A Word Coined for Rigour
Aromachology is often confused with aromatherapy, but the two were deliberately separated. The term was introduced in 1982 by the Fragrance Foundation to mark out a field grounded in psychology and neuroscience rather than holistic claims of cure. Where aromatherapy speaks of healing, aromachology limits itself to something more modest and more testable: the temporary, measurable effects of scent on mood, emotion and cognition, mediated by the olfactory pathway and shaped by our own expectations and associations.
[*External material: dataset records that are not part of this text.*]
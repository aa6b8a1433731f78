#![cfg_attr(doc, doc = include_str!("../README.md"))]

pub mod channel;
pub mod error;
pub mod types;
pub mod ws;

pub use channel::Client;

use crate::error::Error;

pub type Result<T> = std::result::Result<T, Error>;

/// Environment variable holding the channel endpoint used by [`Client::from_env`].
pub const ENDPOINT_VAR: &str = "BOTFEED_WS_URL";

/// Endpoint used when [`ENDPOINT_VAR`] is unset.
pub const DEFAULT_ENDPOINT: &str = "ws://localhost:8000/ws";
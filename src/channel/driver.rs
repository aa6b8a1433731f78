use std::future::Future;
use std::pin::Pin;
use std::time::Duration;

use futures::future::OptionFuture;
use futures::{SinkExt as _, StreamExt as _};
use tokio::net::TcpStream;
use tokio::sync::mpsc;
use tokio::time::{Instant, MissedTickBehavior, Sleep, interval, sleep, timeout};
use tokio_tungstenite::tungstenite::Message;
use tokio_tungstenite::{MaybeTlsStream, WebSocketStream, connect_async};

use super::engine::Engine;
use super::types::SubscriptionKey;
use crate::error::{Error, Kind};
use crate::ws::config::Config;
use crate::ws::{Action, WsError};

type WsStream = WebSocketStream<MaybeTlsStream<TcpStream>>;
type ConnectFuture = Pin<Box<dyn Future<Output = Result<WsStream, WsError>> + Send>>;

/// Facade request handed to the driver task.
#[derive(Debug)]
pub(crate) enum Command {
    Subscribe(SubscriptionKey),
    Unsubscribe(SubscriptionKey),
    Send(String),
    Reset,
    Shutdown,
}

/// Task that owns the [`Engine`] and the transport and executes the engine's actions.
///
/// Every engine input happens on this task, one at a time.
pub(crate) struct Driver {
    endpoint: String,
    engine: Engine,
    commands: mpsc::UnboundedReceiver<Command>,
    stream: Option<WsStream>,
    connecting: Option<ConnectFuture>,
    retry: Option<Pin<Box<Sleep>>>,
    heartbeat_interval: Duration,
    heartbeat_timeout: Duration,
    last_seen: Instant,
}

impl Driver {
    pub(crate) fn new(
        endpoint: String,
        config: &Config,
        engine: Engine,
        commands: mpsc::UnboundedReceiver<Command>,
    ) -> Self {
        Self {
            endpoint,
            engine,
            commands,
            stream: None,
            connecting: None,
            retry: None,
            heartbeat_interval: config.heartbeat_interval,
            heartbeat_timeout: config.heartbeat_timeout,
            last_seen: Instant::now(),
        }
    }

    /// Run until shut down or until every facade handle is gone.
    pub(crate) async fn run(mut self) {
        let mut heartbeat = interval(self.heartbeat_interval);
        heartbeat.set_missed_tick_behavior(MissedTickBehavior::Delay);

        self.engine.connect();
        self.execute().await;

        loop {
            tokio::select! {
                command = self.commands.recv() => {
                    match command {
                        Some(Command::Subscribe(key)) => self.engine.subscribe(key),
                        Some(Command::Unsubscribe(key)) => self.engine.unsubscribe(&key),
                        Some(Command::Send(frame)) => self.engine.send(frame),
                        Some(Command::Reset) => self.engine.reset(),
                        Some(Command::Shutdown) | None => {
                            tracing::debug!(endpoint = %self.endpoint, "Shutting down channel");
                            self.engine.teardown();
                            self.execute().await;
                            break;
                        }
                    }
                }

                Some(result) = OptionFuture::from(self.connecting.as_mut()) => {
                    self.connecting = None;
                    match result {
                        Ok(stream) => {
                            tracing::debug!(endpoint = %self.endpoint, "Connected");
                            self.stream = Some(stream);
                            self.last_seen = Instant::now();
                            heartbeat.reset();
                            self.engine.on_open();
                        }
                        Err(e) => {
                            let error = Error::with_source(Kind::WebSocket, e);
                            tracing::warn!(endpoint = %self.endpoint, %error, "Unable to connect");
                            self.engine.on_close();
                        }
                    }
                }

                Some(message) = OptionFuture::from(self.stream.as_mut().map(|s| s.next())) => {
                    self.last_seen = Instant::now();
                    match message {
                        Some(Ok(Message::Text(text))) => {
                            tracing::trace!(%text, "Received WebSocket text message");
                            self.engine.on_frame(text.as_bytes());
                        }
                        Some(Ok(Message::Close(frame))) => {
                            tracing::debug!(?frame, "Server closed the connection");
                            self.drop_transport(WsError::ConnectionClosed);
                        }
                        Some(Err(e)) => self.drop_transport(WsError::Connection(e)),
                        None => self.drop_transport(WsError::ConnectionClosed),
                        Some(Ok(_)) => {
                            // Binary frames and control replies only count as liveness.
                        }
                    }
                }

                Some(()) = OptionFuture::from(self.retry.as_mut()) => {
                    self.retry = None;
                    self.engine.on_retry_elapsed();
                }

                _ = heartbeat.tick(), if self.stream.is_some() => {
                    if self.last_seen.elapsed() > self.heartbeat_timeout {
                        self.drop_transport(WsError::HeartbeatTimeout(self.heartbeat_timeout));
                    } else if let Some(stream) = self.stream.as_mut() {
                        let sent = stream.send(Message::Ping(Vec::<u8>::new().into())).await;
                        if let Err(e) = sent {
                            self.drop_transport(WsError::Connection(e));
                        }
                    }
                }
            }

            self.execute().await;
        }
    }

    /// Perform every action the engine has queued, in order.
    async fn execute(&mut self) {
        while let Some(action) = self.engine.poll_action() {
            match action {
                Action::Open => {
                    self.stream = None;
                    let endpoint = self.endpoint.clone();
                    let limit = self.heartbeat_timeout;
                    self.connecting = Some(Box::pin(async move {
                        match timeout(limit, connect_async(endpoint)).await {
                            Ok(Ok((stream, _))) => Ok(stream),
                            Ok(Err(e)) => Err(WsError::Connection(e)),
                            Err(_elapsed) => Err(WsError::HandshakeTimeout(limit)),
                        }
                    }));
                }
                Action::Send(text) => {
                    let Some(stream) = self.stream.as_mut() else {
                        tracing::debug!(%text, "No transport, dropping frame");
                        continue;
                    };
                    tracing::trace!(%text, "Sending WebSocket text message");
                    let sent = stream.send(Message::Text(text.into())).await;
                    if let Err(e) = sent {
                        self.drop_transport(WsError::Connection(e));
                    }
                }
                Action::Close => {
                    self.connecting = None;
                    if let Some(mut stream) = self.stream.take() {
                        _ = stream.close(None).await;
                    }
                }
                Action::ScheduleRetry(delay) => {
                    self.retry = Some(Box::pin(sleep(delay)));
                }
                Action::CancelRetry => {
                    self.retry = None;
                }
            }
        }
    }

    /// Forget the current transport and let the engine decide what comes next.
    fn drop_transport(&mut self, reason: WsError) {
        if self.stream.take().is_none() {
            return;
        }
        let error = Error::from(reason);
        tracing::warn!(endpoint = %self.endpoint, %error, "Connection lost");
        self.engine.on_close();
    }
}
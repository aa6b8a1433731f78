use std::sync::Arc;
use std::sync::atomic::{AtomicU64, Ordering};

use async_stream::stream;
use futures::Stream;
use serde::Serialize;
use tokio::sync::{mpsc, watch};
use url::Url;

use super::driver::{Command, Driver};
use super::engine::Engine;
use super::router::{CachedValue, ListenerHandle, MessageRouter};
use super::types::SubscriptionKey;
use crate::error::Error;
use crate::types::EntityId;
use crate::ws::ConnectionState;
use crate::ws::config::Config;
use crate::{DEFAULT_ENDPOINT, ENDPOINT_VAR, Result};

/// Handle to one shared real-time channel.
///
/// Every clone talks to the same connection. Reads (`latest`, `connection_state`) are
/// answered immediately from shared state; writes are handed to a background task and
/// never block. Dropping the last clone tears the channel down.
///
/// Must be created inside a tokio runtime.
///
/// # Example
///
/// ```rust, no_run
/// use botfeed::Client;
/// use botfeed::channel::topics;
/// use botfeed::ws::config::Config;
///
/// #[tokio::main]
/// async fn main() -> botfeed::Result<()> {
///     let client = Client::new("ws://localhost:8000/ws", Config::default())?;
///
///     let subscription = client.subscribe(Some(7), topics::ACTIVE_ORDERS);
///     let _listener = client.on_message(Some(7), topics::ACTIVE_ORDERS, |value| {
///         println!("{}: {}", value.msg_type, value.body);
///     });
///
///     if let Some(value) = client.latest(Some(7), topics::ACTIVE_ORDERS) {
///         println!("cached: {}", value.body);
///     }
///
///     client.unsubscribe(subscription);
///     Ok(())
/// }
/// ```
#[derive(Clone)]
pub struct Client {
    inner: Arc<ClientInner>,
}

struct ClientInner {
    /// Endpoint the channel connects to
    endpoint: String,
    /// Configuration the channel was created with
    config: Config,
    /// Requests for the driver task
    commands: mpsc::UnboundedSender<Command>,
    /// Connection state published by the driver
    state_rx: watch::Receiver<ConnectionState>,
    /// Shared last-value cache and listener table
    router: Arc<MessageRouter>,
    next_subscription: AtomicU64,
}

impl Client {
    /// Create a channel for `endpoint` and start connecting in the background.
    ///
    /// Fails only if `endpoint` is not a `ws://` or `wss://` URL.
    pub fn new(endpoint: &str, config: Config) -> Result<Self> {
        let url = Url::parse(endpoint)?;
        if !matches!(url.scheme(), "ws" | "wss") {
            return Err(Error::validation(format!(
                "Expected a ws:// or wss:// endpoint, got {endpoint}"
            )));
        }

        if config.heartbeat_interval.is_zero() {
            return Err(Error::validation("Heartbeat interval must be greater than zero"));
        }

        let router = Arc::new(MessageRouter::new());
        let engine = Engine::new(&config, Arc::clone(&router));
        let state_rx = engine.state_receiver();
        let (commands, commands_rx) = mpsc::unbounded_channel();

        let driver = Driver::new(endpoint.to_owned(), &config, engine, commands_rx);
        tokio::spawn(driver.run());

        Ok(Self {
            inner: Arc::new(ClientInner {
                endpoint: endpoint.to_owned(),
                config,
                commands,
                state_rx,
                router,
                next_subscription: AtomicU64::new(0),
            }),
        })
    }

    /// Create a channel from the environment.
    ///
    /// The endpoint comes from `BOTFEED_WS_URL` (default `ws://localhost:8000/ws`) and the
    /// reconnect policy from [`Config::from_env`].
    pub fn from_env() -> Result<Self> {
        let endpoint = std::env::var(ENDPOINT_VAR).unwrap_or_else(|_| DEFAULT_ENDPOINT.to_owned());
        Self::new(&endpoint, Config::from_env()?)
    }

    /// Declare interest in `topic` for `entity` (`None` for a global topic).
    ///
    /// Only the first outstanding subscription for a key reaches the server; the
    /// interest is replayed after every reconnection until released with
    /// [`Client::unsubscribe`].
    pub fn subscribe(&self, entity: Option<EntityId>, topic: &str) -> Subscription {
        let key = SubscriptionKey::new(entity, topic);
        let id = self.inner.next_subscription.fetch_add(1, Ordering::Relaxed);
        self.command(Command::Subscribe(key.clone()));

        Subscription { id, key }
    }

    /// Release one subscription. The server is told only when the last one for the key
    /// goes away.
    pub fn unsubscribe(&self, subscription: Subscription) {
        self.command(Command::Unsubscribe(subscription.key));
    }

    /// Send an arbitrary data frame, buffering it until the connection is open.
    ///
    /// Errors only if `request` cannot be serialized.
    pub fn send<R: Serialize>(&self, request: &R) -> Result<()> {
        let frame = serde_json::to_string(request)?;
        self.command(Command::Send(frame));
        Ok(())
    }

    /// Latest value received for the key, even one nobody subscribed to.
    #[must_use]
    pub fn latest(&self, entity: Option<EntityId>, topic: &str) -> Option<CachedValue> {
        self.inner.router.latest(&SubscriptionKey::new(entity, topic))
    }

    /// Call `callback` with every new value for the key until the handle is dropped.
    ///
    /// Callbacks run on the channel's task, in registration order, and may call back
    /// into the client.
    pub fn on_message<F>(&self, entity: Option<EntityId>, topic: &str, callback: F) -> ListenerHandle
    where
        F: Fn(&CachedValue) + Send + Sync + 'static,
    {
        self.inner
            .router
            .listen(SubscriptionKey::new(entity, topic), callback)
    }

    /// Stream of every new value for the key. The listener goes away with the stream.
    pub fn updates(
        &self,
        entity: Option<EntityId>,
        topic: &str,
    ) -> impl Stream<Item = CachedValue> + use<> {
        let (tx, mut rx) = mpsc::unbounded_channel();
        let handle = self.on_message(entity, topic, move |value| {
            _ = tx.send(value.clone());
        });

        stream! {
            let _handle = handle;
            while let Some(value) = rx.recv().await {
                yield value;
            }
        }
    }

    /// Current connection state.
    #[must_use]
    pub fn connection_state(&self) -> ConnectionState {
        *self.inner.state_rx.borrow()
    }

    /// Receiver for awaiting connection state changes.
    #[must_use]
    pub fn state_receiver(&self) -> watch::Receiver<ConnectionState> {
        self.inner.state_rx.clone()
    }

    /// Reconnect after retries were exhausted. No-op unless failed or backing off.
    pub fn reset(&self) {
        self.command(Command::Reset);
    }

    /// Close the connection and stop reconnecting, for every clone of this client.
    pub fn shutdown(&self) {
        self.command(Command::Shutdown);
    }

    #[must_use]
    pub fn endpoint(&self) -> &str {
        &self.inner.endpoint
    }

    #[must_use]
    pub fn config(&self) -> &Config {
        &self.inner.config
    }

    fn command(&self, command: Command) {
        if let Err(e) = self.inner.commands.send(command) {
            tracing::debug!(command = ?e.0, "Channel is shut down, ignoring request");
        }
    }
}

/// One outstanding subscription, released by [`Client::unsubscribe`].
///
/// Not `Clone`: each handle accounts for exactly one reference to its key.
#[must_use = "dropping a subscription without unsubscribing keeps it active"]
#[derive(Debug, PartialEq, Eq)]
pub struct Subscription {
    id: u64,
    key: SubscriptionKey,
}

impl Subscription {
    /// Identifier unique among subscriptions made through the same client.
    #[must_use]
    pub fn id(&self) -> u64 {
        self.id
    }

    #[must_use]
    pub fn key(&self) -> &SubscriptionKey {
        &self.key
    }
}
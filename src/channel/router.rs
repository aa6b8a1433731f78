#![expect(
    clippy::module_name_repetitions,
    reason = "Router types carry the module name for clarity when re-exported"
)]

use std::fmt;
use std::sync::atomic::{AtomicU64, Ordering};
use std::sync::{Arc, Weak};

use chrono::{DateTime, Utc};
use dashmap::DashMap;
use serde::de::DeserializeOwned;
use serde_json::Value;

use super::types::SubscriptionKey;
use super::types::response::{FrameKind, InboundFrame};
use crate::Result;

/// Callback invoked with every new value for a key.
pub type Listener = Arc<dyn Fn(&CachedValue) + Send + Sync + 'static>;

/// Most recent body received for a key.
#[non_exhaustive]
#[derive(Debug, Clone, PartialEq)]
pub struct CachedValue {
    /// Whether the frame was topic data or an event
    pub kind: FrameKind,
    /// Raw message type as received (e.g., `active_orders_data`)
    pub msg_type: String,
    /// Frame body
    pub body: Value,
    /// When the frame was routed
    pub received_at: DateTime<Utc>,
}

impl CachedValue {
    /// Decode the body into a typed payload such as
    /// [`BotStatus`](super::types::response::BotStatus) or `Vec<ActiveOrder>`.
    pub fn decode<T: DeserializeOwned>(&self) -> Result<T> {
        Ok(T::deserialize(&self.body)?)
    }
}

/// Keyed last-value cache with per-key listeners.
///
/// The cache mirrors everything received, including keys nobody subscribed to. Both
/// tables are concurrent maps so reads never wait on the routing task.
#[derive(Default)]
pub struct MessageRouter {
    cache: DashMap<SubscriptionKey, CachedValue>,
    listeners: DashMap<SubscriptionKey, Vec<(u64, Listener)>>,
    next_listener: AtomicU64,
}

impl fmt::Debug for MessageRouter {
    fn fmt(&self, f: &mut fmt::Formatter<'_>) -> fmt::Result {
        f.debug_struct("MessageRouter")
            .field("cached", &self.cache.len())
            .field("listened", &self.listeners.len())
            .finish_non_exhaustive()
    }
}

impl MessageRouter {
    #[must_use]
    pub fn new() -> Self {
        Self::default()
    }

    /// Store the frame as the latest value for its key and notify that key's listeners.
    ///
    /// Last write wins. Listeners run synchronously in registration order on the
    /// calling thread, after the cache has been updated.
    pub fn route(&self, frame: InboundFrame) {
        let key = frame.key();
        let value = CachedValue {
            kind: frame.kind(),
            msg_type: frame.msg_type.clone(),
            body: frame.into_body(),
            received_at: Utc::now(),
        };
        tracing::trace!(%key, msg_type = %value.msg_type, "Routing frame");

        self.cache.insert(key.clone(), value.clone());

        // Snapshot so callbacks can add or remove listeners without deadlocking
        let listeners: Vec<Listener> = self
            .listeners
            .get(&key)
            .map(|entry| entry.iter().map(|(_, l)| Arc::clone(l)).collect())
            .unwrap_or_default();

        for listener in listeners {
            listener(&value);
        }
    }

    /// Latest value for the key, if any frame for it has been received.
    #[must_use]
    pub fn latest(&self, key: &SubscriptionKey) -> Option<CachedValue> {
        self.cache.get(key).map(|entry| entry.value().clone())
    }

    /// Forget the cached value for the key.
    pub fn evict(&self, key: &SubscriptionKey) -> Option<CachedValue> {
        self.cache.remove(key).map(|(_, value)| value)
    }

    /// Number of keys with a cached value.
    #[must_use]
    pub fn cached_len(&self) -> usize {
        self.cache.len()
    }

    /// Register a listener for the key. It stays registered until the handle is dropped.
    pub fn listen<F>(self: &Arc<Self>, key: SubscriptionKey, listener: F) -> ListenerHandle
    where
        F: Fn(&CachedValue) + Send + Sync + 'static,
    {
        let id = self.next_listener.fetch_add(1, Ordering::Relaxed);
        let listener: Listener = Arc::new(listener);
        self.listeners
            .entry(key.clone())
            .or_default()
            .push((id, listener));

        ListenerHandle {
            id,
            key,
            router: Arc::downgrade(self),
        }
    }

    /// Number of listeners registered for the key.
    #[must_use]
    pub fn listener_count(&self, key: &SubscriptionKey) -> usize {
        self.listeners.get(key).map_or(0, |entry| entry.len())
    }

    fn remove_listener(&self, key: &SubscriptionKey, id: u64) {
        if let Some(mut entry) = self.listeners.get_mut(key) {
            entry.retain(|(listener_id, _)| *listener_id != id);
        }
        self.listeners.remove_if(key, |_, entry| entry.is_empty());
    }
}

/// Registration of a [`Listener`]. Dropping it removes only this listener.
#[must_use = "the listener is removed as soon as the handle is dropped"]
#[derive(Debug)]
pub struct ListenerHandle {
    id: u64,
    key: SubscriptionKey,
    router: Weak<MessageRouter>,
}

impl ListenerHandle {
    /// Key this listener is registered for.
    #[must_use]
    pub fn key(&self) -> &SubscriptionKey {
        &self.key
    }

    /// Remove the listener now.
    pub fn remove(self) {
        drop(self);
    }
}

impl Drop for ListenerHandle {
    fn drop(&mut self) {
        if let Some(router) = self.router.upgrade() {
            router.remove_listener(&self.key, self.id);
        }
    }
}
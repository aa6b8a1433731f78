use std::collections::VecDeque;
use std::sync::Arc;

use serde::Serialize;
use tokio::sync::watch;

use super::queue::OutboundQueue;
use super::registry::SubscriptionRegistry;
use super::router::MessageRouter;
use super::types::SubscriptionKey;
use super::types::request::ControlFrame;
use super::types::response::parse_frames;
use crate::ws::config::Config;
use crate::ws::{Action, Connection, ConnectionState};

/// The channel's single-owner core: connection lifecycle, subscription bookkeeping,
/// outbound buffering and inbound routing.
///
/// `Engine` performs no I/O. Transport events, timer expiry and facade calls are fed
/// in as method calls; the transport work they imply comes out of
/// [`Engine::poll_action`] in the order it must happen.
///
/// # Example
///
/// ```
/// use std::sync::Arc;
///
/// use botfeed::channel::{Engine, MessageRouter, SubscriptionKey};
/// use botfeed::ws::Action;
/// use botfeed::ws::config::Config;
///
/// let mut engine = Engine::new(&Config::default(), Arc::new(MessageRouter::new()));
/// engine.subscribe(SubscriptionKey::entity(7, "status"));
/// engine.connect();
/// assert_eq!(engine.poll_action(), Some(Action::Open));
///
/// engine.on_open();
/// assert_eq!(
///     engine.poll_action(),
///     Some(Action::Send(r#"{"action":"subscribe","bot_id":7,"type":"status"}"#.to_owned()))
/// );
/// ```
#[derive(Debug)]
pub struct Engine {
    connection: Connection,
    registry: SubscriptionRegistry,
    outbound: OutboundQueue,
    router: Arc<MessageRouter>,
    actions: VecDeque<Action>,
    evict_on_unsubscribe: bool,
}

impl Engine {
    #[must_use]
    pub fn new(config: &Config, router: Arc<MessageRouter>) -> Self {
        Self {
            connection: Connection::new(config.reconnect.clone()),
            registry: SubscriptionRegistry::new(),
            outbound: OutboundQueue::new(),
            router,
            actions: VecDeque::new(),
            evict_on_unsubscribe: config.evict_on_unsubscribe,
        }
    }

    /// Next transport action to perform, in order.
    pub fn poll_action(&mut self) -> Option<Action> {
        self.actions.pop_front()
    }

    /// Start connecting if idle.
    pub fn connect(&mut self) {
        self.actions.extend(self.connection.connect());
    }

    /// The transport opened: replay every desired subscription, then flush buffered frames.
    pub fn on_open(&mut self) {
        if !self.connection.opened() {
            return;
        }

        let desired = self.registry.desired_set();
        tracing::debug!(count = desired.len(), "Replaying subscriptions");
        for key in &desired {
            self.emit(&ControlFrame::subscribe(key));
        }

        let actions = &mut self.actions;
        let flushed = self
            .outbound
            .flush(|frame| actions.push_back(Action::Send(frame)));
        if flushed > 0 {
            tracing::debug!(count = flushed, "Flushed outbound queue");
        }
    }

    /// The transport closed, errored or failed to open.
    ///
    /// Writes still pending for the dead transport are dropped.
    pub fn on_close(&mut self) {
        let before = self.actions.len();
        self.actions
            .retain(|action| !matches!(action, Action::Send(_)));
        let dropped = before - self.actions.len();
        if dropped > 0 {
            tracing::debug!(count = dropped, "Dropped writes for closed transport");
        }

        self.actions.extend(self.connection.closed());
    }

    /// The backoff timer fired.
    pub fn on_retry_elapsed(&mut self) {
        self.actions.extend(self.connection.retry_elapsed());
    }

    /// Inbound text from the transport. Malformed frames are logged and dropped.
    pub fn on_frame(&mut self, bytes: &[u8]) {
        match parse_frames(bytes) {
            Ok(frames) => {
                for frame in frames {
                    self.router.route(frame);
                }
            }
            Err(error) => {
                tracing::warn!(
                    text = %String::from_utf8_lossy(bytes),
                    %error,
                    "Dropping malformed frame"
                );
            }
        }
    }

    /// Record interest in the key; goes on the wire only for the first reference.
    pub fn subscribe(&mut self, key: SubscriptionKey) {
        let frame = ControlFrame::subscribe(&key);
        if self.registry.acquire(key) && self.state().is_open() {
            tracing::debug!(key = %frame.topic, bot_id = ?frame.bot_id, "Subscribing");
            self.emit(&frame);
        }
    }

    /// Release one reference to the key; goes on the wire only for the last one.
    pub fn unsubscribe(&mut self, key: &SubscriptionKey) {
        if !self.registry.release(key) {
            return;
        }

        if self.state().is_open() {
            tracing::debug!(%key, "Unsubscribing");
            self.emit(&ControlFrame::unsubscribe(key));
        }
        if self.evict_on_unsubscribe {
            self.router.evict(key);
        }
    }

    /// Send a data frame now if open, otherwise buffer it for the next open.
    pub fn send(&mut self, frame: String) {
        if self.state().is_open() {
            self.actions.push_back(Action::Send(frame));
        } else {
            tracing::trace!(queued = self.outbound.len() + 1, "Connection not open, queueing frame");
            self.outbound.enqueue(frame);
        }
    }

    /// Explicit reset out of `Failed` (or an in-progress backoff).
    pub fn reset(&mut self) {
        self.actions.extend(self.connection.reset());
    }

    /// Tear the channel down. Registry and queue are left as they are, but nothing
    /// will use them again.
    pub fn teardown(&mut self) {
        self.actions.clear();
        self.actions.extend(self.connection.teardown());
    }

    fn emit<R: Serialize>(&mut self, frame: &R) {
        match serde_json::to_string(frame) {
            Ok(text) => self.actions.push_back(Action::Send(text)),
            Err(error) => tracing::warn!(%error, "Unable to serialize control frame"),
        }
    }

    #[must_use]
    pub fn state(&self) -> ConnectionState {
        self.connection.state()
    }

    #[must_use]
    pub fn state_receiver(&self) -> watch::Receiver<ConnectionState> {
        self.connection.state_receiver()
    }

    #[must_use]
    pub fn is_torn_down(&self) -> bool {
        self.connection.is_torn_down()
    }

    #[must_use]
    pub fn desired_set(&self) -> Vec<SubscriptionKey> {
        self.registry.desired_set()
    }

    #[must_use]
    pub fn subscription_count(&self, key: &SubscriptionKey) -> usize {
        self.registry.count(key)
    }

    /// Frames waiting for the next open.
    #[must_use]
    pub fn queued(&self) -> usize {
        self.outbound.len()
    }

    #[must_use]
    pub fn router(&self) -> &Arc<MessageRouter> {
        &self.router
    }
}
What Can Actually Be Measured
Modern studies track real signals — heart rate, skin response, brain activity, and reported mood — as people encounter different odours. One careful finding is instructive: in a study of citrus scent and mood during a frustrating task, it was the positive judgement of the smell, rather than the molecule itself, that accompanied an elevated mood. In other words, how we appraise a fragrance matters as much as its chemistry. Liking is not a footnote to the effect; it is often part of the mechanism.
From Laboratory to Bottle
Fragrance houses have built serious research programmes on this ground. Givaudan's MoodScentz, refined over decades of neuroscience work, aims to compose scents that nudge defined states — to relax, to invigorate, to lift — and now pairs them with brain-imaging measurement. dsm-firmenich has unveiled its own neuroscience-led platform exploring how fragrance can deepen emotional connection. The honest takeaway is one of humility and wonder at once: scent does not command our feelings, but, well chosen, it can gently incline them.
Scent does not command our feelings — but, well chosen, it can gently incline them.